I’ve observed that they are good listeners, which is I think is the number 1 quality of an encourager. They are genuinely interested in you. They take time and have time for you and really hear what you are saying. Further, they have the ability to put themselves on the shelf and put you in the center. Rather than telling you what you should do, or giving you their answer, they try to draw the answer, or solution or options out of the dialogue, out of the conversation. They seek to let God’s Spirit work and bring a more positive perspective out of the conversation.
You can be a great encourager by listening, showing that you care, praying with someone, offering to help in some way, etc. Sympathy, empathy, listening, caring, compassion and faith are great qualities for an encourager. I’ve had people say: “
she has so many problems, I don’t have any answers, I never know what to say, so
I find excuses not to call or visit.”
That is totally understandable.
Sometimes there are no ready solutions, or answers, or way of making the problems disappear and an encourager helps the person learn to accept it and live with it in faith and prayer and daily turn it over to God so they can get on with life.
It is our old nature to judge, to be critical, to not care rather than to encourage? But it is our new nature, our becoming a new person in Christ, through the power of the Holy Spirit that changes us and inspires us to a life of encouragement. Think for a moment about a time when you encouraged someone? Encouraging can change a life; encouraging can save a life.
An encourager isn’t blind to human flaws and weaknesses. An encourager recognizes sin and shortcomings and yet seeks a constructive approach to others. An encourager tells the truth in love to another if they are hurting themselves or others, but in a way that builds bridges rather than burns them and focuses on what is positive and possible in persons. An encourager has patience, energy, and commits others to prayer. An encourager can always find something to encourage others about.
Like the story about a concert which had just finished hearing a solo by a squeaky tenor. When finished, the applause was less than enthusiastic. One member of the audience exclaimed: “Extraordinary! Bravo!” “Excuse me,” said a puzzled woman sitting in the next seat. “I can claim some knowledge of the subject, and I think his voice was very poor.” “Voice?” replied the other man. “I wasn’t thinking of his voice. I was praising his nerve!”
As a pastor, I have worked with many families over the years, and I have seen the damage – how one’s spirit, one’s confidence, one's identity, hopes and dreams can be shattered, crushed when others have discouraged them at a critical moment.
Jesus calls each of us by His grace and through the power of the Holy Spirit to the ministry of encouragement. And what a powerful and astonishing witness it can be. Some of the greatest success stories of history have followed words of encouragement.
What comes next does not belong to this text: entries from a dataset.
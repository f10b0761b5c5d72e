//! This module provides constructors for a Prologix-style controller on a serial port.
//!
//! It uses the blocking implementation of the [`serialport`] crate. Prologix GPIB-USB and
//! AR488 adapters enumerate as a plain USB CDC serial device.

use std::time::Duration;

use serialport::{SerialPort, SerialPortBuilder};

use crate::{GpibError, PrologixGpib};

/// A serial port transport for a Prologix-style GPIB adapter.
///
/// Builds a [`PrologixGpib`] controller on top of a blocking serial port.
#[derive(Debug)]
pub struct SerialGpib {}

impl SerialGpib {
    /// Try to create a controller with a simple serial port configuration.
    ///
    /// The serial port is opened with a baud rate of 115200, eight data bits, no parity, one
    /// stop bit, and a timeout of 3 seconds. USB adapters ignore the baud rate setting, so this
    /// configuration works for all of them. If you need further configuration options, use the
    /// [`SerialGpib::full`] method.
    ///
    /// # Arguments
    /// * `port` - The name of the serial port, e.g., `"/dev/ttyUSB0"` or `"COM3"`.
    pub fn simple(port: &str) -> Result<PrologixGpib<Box<dyn SerialPort>>, GpibError> {
        let timeout = Duration::from_secs(3);
        let spb = serialport::new(port, 115200).timeout(timeout);
        SerialGpib::full(spb)
    }

    /// Try to create a controller from a fully configured [`serialport::SerialPortBuilder`].
    ///
    /// The timeout of the controller is taken over from the builder.
    ///
    /// # Arguments
    /// * `spb` - A `SerialPortBuilder` to configure the serial port. See
    ///   [`serialport::SerialPortBuilder`] and the [`serialport::new`] function for more
    ///   details.
    pub fn full(spb: SerialPortBuilder) -> Result<PrologixGpib<Box<dyn SerialPort>>, GpibError> {
        let port = spb.open()?;
        let timeout = port.timeout();
        Ok(PrologixGpib::new(port, timeout))
    }
}
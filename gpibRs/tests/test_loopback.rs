//! Test cases for the LoopbackGpib bus simulator.

use rstest::*;

use gpibrs::{GpibController, LoopbackGpib};

/// A function that creates a new `LoopbackGpib` with the given input and output vectors.
fn crt_lbk(from_host: Vec<&str>, from_inst: Vec<&str>) -> LoopbackGpib {
    let h2i: Vec<String> = from_host.iter().map(|s| s.to_string()).collect();
    let i2h: Vec<String> = from_inst.iter().map(|s| s.to_string()).collect();
    LoopbackGpib::new(h2i, i2h, "\n")
}

/// Create a loopback bus that contains no commands.
#[fixture]
fn emp_lbk() -> LoopbackGpib {
    crt_lbk(vec![], vec![])
}

/// Ensure `finalize` method passes if an empty loopback bus is used.
#[rstest]
fn finalize_test(mut emp_lbk: LoopbackGpib) {
    emp_lbk.finalize();
}

/// Ensure `finalize` method panics if commands are left in the loopback bus.
#[rstest]
#[case(vec!["cmd"], vec![])]
#[case(vec![], vec!["resp"])]
#[case(vec!["cmd"], vec!["resp"])]
#[should_panic]
fn finalize_test_panic(#[case] from_host: Vec<&str>, #[case] from_inst: Vec<&str>) {
    let mut lbk = crt_lbk(from_host, from_inst);
    lbk.finalize();
}

#[rstest]
fn sendcmd() {
    let mut lbk = crt_lbk(vec!["cmd1", "cmd2"], vec![]);
    lbk.sendcmd("cmd1").unwrap();
    lbk.sendcmd("cmd2").unwrap();
    lbk.finalize();
}

#[rstest]
#[should_panic]
fn sendcmd_mismatch() {
    let mut lbk = crt_lbk(vec!["cmd1"], vec![]);
    let _ = lbk.sendcmd("cmd3");
}

#[rstest]
fn terminator(mut emp_lbk: LoopbackGpib) {
    emp_lbk.test_terminator("\n");
    emp_lbk.set_terminator("\r\n");
    emp_lbk.test_terminator("\r\n");
}

#[rstest]
#[should_panic]
fn terminator_wrong(emp_lbk: LoopbackGpib) {
    emp_lbk.test_terminator("\r\n");
}

#[rstest]
fn query() {
    let mut lbk = crt_lbk(vec!["cmd1", "cmd2"], vec!["resp1", "resp2"]);
    let resp1 = lbk.query("cmd1").unwrap();
    assert_eq!(resp1, "resp1");
    let resp2 = lbk.query("cmd2").unwrap();
    assert_eq!(resp2, "resp2");
    lbk.finalize();
}

/// Address selection goes through the same wire checking as any other command.
#[rstest]
fn set_address() {
    let mut lbk = crt_lbk(vec!["++addr 7"], vec![]);
    assert_eq!(lbk.current_address(), None);
    lbk.set_address(7).unwrap();
    assert_eq!(lbk.current_address(), Some(7));
    lbk.finalize();
}

#[rstest]
fn get_idn() {
    let mut lbk = crt_lbk(vec!["*IDN?", "++read"], vec!["HEWLETT-PACKARD,6612C,0,A.01.04"]);
    assert_eq!(lbk.get_idn().unwrap(), "HEWLETT-PACKARD,6612C,0,A.01.04");
    lbk.finalize();
}

#[rstest]
fn local() {
    let mut lbk = crt_lbk(vec!["++loc"], vec![]);
    lbk.local().unwrap();
    lbk.finalize();
}
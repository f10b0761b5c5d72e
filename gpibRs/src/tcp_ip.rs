//! This module provides constructors for a Prologix-style controller over TCP/IP.
//!
//! It uses the blocking [`std::net::TcpStream`] struct. Prologix GPIB-Ethernet adapters listen
//! on TCP port 1234 and speak the same `++` command set as their USB siblings.

use std::{
    net::{TcpStream, ToSocketAddrs},
    time::Duration,
};

use crate::{GpibError, PrologixGpib};

/// A blocking TCP/IP transport for a Prologix-style GPIB adapter.
#[derive(Debug)]
pub struct TcpIpGpib {}

impl TcpIpGpib {
    /// Try to create a new controller connected to a GPIB-Ethernet adapter.
    ///
    /// The terminator is by default set to `"\n"`, but can be changed using the
    /// `set_terminator` function. A read and write timeout of three seconds is set on the
    /// stream, as we do not want to infinitely block on instrument communication.
    ///
    /// # Arguments
    /// * `sock_addr` - Socket address of the adapter, e.g., `"192.168.10.1:1234"`.
    pub fn try_new<A: ToSocketAddrs>(
        sock_addr: A,
    ) -> Result<PrologixGpib<TcpStream>, GpibError> {
        let stream = TcpStream::connect(sock_addr)?;
        let timeout = Duration::from_secs(3);
        stream.set_write_timeout(Some(timeout))?;
        stream.set_read_timeout(Some(timeout))?;
        Ok(PrologixGpib::new(stream, timeout))
    }
}
//! GpibRs: Talk to GPIB bus instruments from Rust
//!
//! The GpibRs library provides a standardized controller layer for instruments that sit on a
//! GPIB (IEEE-488) bus behind a Prologix-style bus adapter. To do so, it provides a
//! [`GpibController`] trait and its implementations. Furthermore, we also provide a [`GpibError`]
//! error type that instrument drivers should return.
//!
//! # Currently implemented controllers are:
//! - [`PrologixGpib`]: Prologix GPIB-USB / GPIB-Ethernet and AR488 adapters, generic over any
//!   blocking byte port. Serial ports (behind the `serial` feature, using the [`serialport`]
//!   crate) and TCP/IP sockets are supported through the [`SerialGpib`] and [`TcpIpGpib`]
//!   shortcuts.
//! - [`LoopbackGpib`]: a bus simulator for writing driver tests without hardware.
//!
//! # Goals and non-goals of this project
//!
//! GpibRs shall provide a simple framework that allows you to write your own GPIB instrument
//! driver and share it with the community. The controller owns the transport, the terminator,
//! the timeout, and the bookkeeping of which device address is currently selected on the bus.
//! Your driver only deals with the command set of its instrument and decides when the bus needs
//! to be re-addressed.
//!
//! Several driver instances can share one controller, since a GPIB bus multiplexes many
//! addressable devices over a single adapter. GpibRs does not serialize whole driver
//! transactions for you: individual bus calls are safe to share, but if you interleave drivers
//! from multiple threads you must serialize the public driver calls externally.
//!
//! # Inspiration
//!
//! This project is heavily inspired by the fantastic
//! [`instrumentkit`](https://github.com/instrumentkit/InstrumentKit) library that allows for
//! instrument control from python.
//!
//! # License
//!
//! Licensed under either of
//!
//! - Apache License, Version 2.0 ([LICENSE-APACHE](http://www.apache.org/licenses/LICENSE-2.0))
//! - MIT license ([LICENSE-MIT](http://opensource.org/licenses/MIT))
//!
//! at your option.
//!
//! # Contribution
//!
//! Unless you explicitly state otherwise, any contribution intentionally submitted
//! for inclusion in the work by you, as defined in the Apache-2.0 license, shall be
//! dual licensed as above, without any additional terms or conditions.

#![warn(missing_docs)]

mod loopback;
mod prologix;
#[cfg(feature = "serial")]
mod serial;
mod tcp_ip;

pub use loopback::LoopbackGpib;
pub use prologix::{GpibError, PrologixGpib};
#[cfg(feature = "serial")]
pub use serial::SerialGpib;
pub use tcp_ip::TcpIpGpib;

use std::time::{Duration, Instant};

/// The `GpibController` trait defines the interface for a GPIB bus controller.
///
/// A controller is the single shared gateway to a GPIB bus on which several addressable
/// instruments can live. Implementations provide the low-level byte transport plus the
/// bookkeeping of the currently selected device address; the trait supplies the line-oriented
/// command handling and the common bus verbs on top of that.
///
/// Timeouts and cancellation live in this layer. Instrument drivers are expected to propagate
/// [`GpibError`] with the `?` operator and not to retry on their own.
pub trait GpibController {
    /// Read exactly `buf.len()` bytes from the bus adapter into `buf`.
    fn read_exact(&mut self, buf: &mut [u8]) -> Result<(), GpibError>;

    /// Write raw bytes to the bus adapter and flush them out immediately.
    fn write_raw(&mut self, data: &[u8]) -> Result<(), GpibError>;

    /// Get the terminator that is appended to every command.
    fn get_terminator(&self) -> &str {
        "\n"
    }

    /// Set the terminator of the controller from a `&str`.
    ///
    /// # Arguments:
    /// - `_terminator` - A string slice that will be appended to commands and expected at the
    ///   end of responses.
    fn set_terminator(&mut self, _terminator: &str) {}

    /// Get the timeout for read operations.
    fn get_timeout(&self) -> Duration {
        Duration::from_secs(3)
    }

    /// The device address that was last selected on the bus.
    ///
    /// Returns `None` if no device has been selected since the controller was created. Drivers
    /// compare this against their own address to decide whether the bus must be re-addressed
    /// before a command goes out.
    fn current_address(&self) -> Option<u8>;

    /// Record the device address after an address selection went out on the wire.
    ///
    /// This is a bookkeeping hook used by [`GpibController::set_address`]; implementations only
    /// need to store the value and hand it back from [`GpibController::current_address`].
    fn record_address(&mut self, addr: u8);

    /// Send a command to the bus adapter.
    ///
    /// This function takes the command, appends the terminator, and writes it to the adapter.
    /// The transport is flushed to ensure that the command is sent immediately.
    ///
    /// # Arguments:
    /// - `cmd` - A string slice that will be sent over the bus.
    fn sendcmd(&mut self, cmd: &str) -> Result<(), GpibError> {
        let data = format!("{cmd}{}", self.get_terminator());
        self.write_raw(data.as_bytes())
    }

    /// Read from the bus until the terminator is found and return the trimmed response.
    ///
    /// The response is read character by character until it ends with the terminator. If no
    /// terminator is encountered within the timeout, a [`GpibError::Timeout`] is returned. If a
    /// non-UTF-8 byte is received, a note is printed to stderr and the byte is skipped.
    fn read_until_terminator(&mut self) -> Result<String, GpibError> {
        let mut response = String::new();
        let mut single_buf = [0u8];

        let tic = Instant::now();
        let mut timeout_occured = true;

        while (Instant::now() - tic) < self.get_timeout() {
            self.read_exact(&mut single_buf)?;
            if let Ok(val) = str::from_utf8(&single_buf) {
                response.push_str(val);
            } else {
                eprintln!("Received invalid UTF-8 data: {single_buf:?}");
            }
            if response.ends_with(self.get_terminator()) {
                timeout_occured = false;
                break;
            }
        }

        if timeout_occured {
            Err(GpibError::Timeout(self.get_timeout()))
        } else {
            response.truncate(response.len() - self.get_terminator().len());
            Ok(response.trim().to_string())
        }
    }

    /// Query the bus adapter with a command and return the response as a String.
    ///
    /// This function uses [`GpibController::sendcmd`] to send the command and then reads the
    /// response until the terminator is found.
    ///
    /// # Arguments
    /// * `cmd` - The command to send for which we expect a response.
    fn query(&mut self, cmd: &str) -> Result<String, GpibError> {
        self.sendcmd(cmd)?;
        match self.read_until_terminator() {
            Err(GpibError::Timeout(timeout)) => Err(GpibError::TimeoutQuery {
                query: cmd.to_string(),
                timeout,
            }),
            other => other,
        }
    }

    /// Select the device with the given primary address on the bus.
    ///
    /// Sends `++addr {addr}` to the adapter and records the address for
    /// [`GpibController::current_address`]. Valid primary addresses are 1 to 30; address 0
    /// belongs to the controller itself.
    ///
    /// # Arguments
    /// * `addr` - The primary GPIB address of the device to select.
    fn set_address(&mut self, addr: u8) -> Result<(), GpibError> {
        if !(1..=30).contains(&addr) {
            return Err(GpibError::AddressOutOfRange { addr });
        }
        self.sendcmd(&format!("++addr {addr}"))?;
        self.record_address(addr);
        Ok(())
    }

    /// Query the identity of the currently addressed device.
    ///
    /// Sends the `*IDN?` common command to the device and reads back its reply with `++read`.
    fn get_idn(&mut self) -> Result<String, GpibError> {
        self.sendcmd("*IDN?")?;
        self.query("++read")
    }

    /// Return the currently addressed device to local (front panel) control.
    fn local(&mut self) -> Result<(), GpibError> {
        self.sendcmd("++loc")
    }
}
How can you become an encourager? You decide to. You make a decision. You pray “Lord, I want to be an encouraging person, help me to change and become an encourager.” I am personally grateful for brothers and sisters in Christ who have encouraged me in the church. I am grateful for Nancy who has encouraged me when I get down. I am grateful for teachers, friends, and family members who have encouraged me. Their words and support made all the difference. May your walk in the Spirit be a ministry of encouragement to others so that God may use it for His glory. Amen!